Le CEPD estime que le respect de la vie privée et des données à caractère personnel constitue un élément essentiel de la protection des victimes que les instruments proposés sont destinés à assurer. C’est pourquoi le présent avis s’intéressera principalement aux aspects des propositions liés à la vie privée et formulera des idées destinées à améliorer ou à renforcer la protection des victimes.
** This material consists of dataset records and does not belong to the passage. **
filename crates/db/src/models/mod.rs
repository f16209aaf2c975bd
pub mod user;
//! JWT-based authentication extractor for Axum handlers.

use axum::extract::FromRequestParts;
use axum::http::header::AUTHORIZATION;
use axum::http::request::Parts;
use warden_core::error::{CoreError, INVALID_TOKEN};
use warden_core::principal::Principal;
use warden_core::types::DbId;

use crate::error::AppError;
use crate::state::AppState;

/// Authenticated user extracted from a JWT Bearer token in the `Authorization` header.
///
/// Use this as an extractor parameter in any handler that requires authentication:
///
/// ```ignore
/// async fn my_handler(user: AuthUser) -> AppResult<Json<()>> {
///     tracing::info!(user_id = user.user_id, role = %user.principal.role, "handling request");
///     Ok(Json(()))
/// }
/// ```
#[derive(Debug, Clone)]
pub struct AuthUser {
    /// The user's internal database id (from `claims.sub`).
    pub user_id: DbId,
    /// Subject and role exactly as carried by the token.
    pub principal: Principal,
}

impl FromRequestParts<AppState> for AuthUser {
    type Rejection = AppError;

    async fn from_request_parts(
        parts: &mut Parts,
        state: &AppState,
    ) -> Result<Self, Self::Rejection> {
        let auth_header = parts
            .headers
            .get(AUTHORIZATION)
            .and_then(|v| v.to_str().ok())
            .ok_or_else(|| {
                AppError::Core(CoreError::Unauthorized(
                    "Missing Authorization header".into(),
                ))
            })?;

        let token = auth_header.strip_prefix("Bearer ").ok_or_else(|| {
            AppError::Core(CoreError::Unauthorized(
                "Invalid Authorization format. Expected: Bearer <token>".into(),
            ))
        })?;

        let principal = state.tokens().verify(token.trim())?;

        // Tokens are only issued for stored identities, whose ids are numeric.
        let user_id = principal
            .db_id()
            .ok_or_else(|| AppError::Core(CoreError::Unauthorized(INVALID_TOKEN.into())))?;

        Ok(AuthUser { user_id, principal })
    }
}
pub mod auth;
pub mod health;
pub mod users;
2.   ANALYSE DES PROPOSITIONS

2.1.   Directive sur les droits, le soutien et la protection des victimes de la criminalité

8.

Plusieurs dispositions de la proposition de directive portent directement ou indirectement sur la protection des données et de la vie privée (13). D’une manière générale, le CEPD se félicite de ces dispositions, dans la mesure où elles visent à préserver la vie privée des victimes. En revanche, il considère que les normes de protection pourraient être renforcées et clarifiées à certains égards sans porter atteinte à leur caractère minimal.

9.

Les observations du CEPD porteront principalement sur les aspects suivants: 1) l’article 23 de la proposition de directive concernant le droit à la protection de la vie privée et les relations avec les médias; 2) les droits des victimes en matière d’information et d’accès aux données à caractère personnel les concernant; et 3) la protection de la confidentialité des communications entre les victimes et les services d’aide aux victimes. Ces aspects sont abordés ci-après séparément.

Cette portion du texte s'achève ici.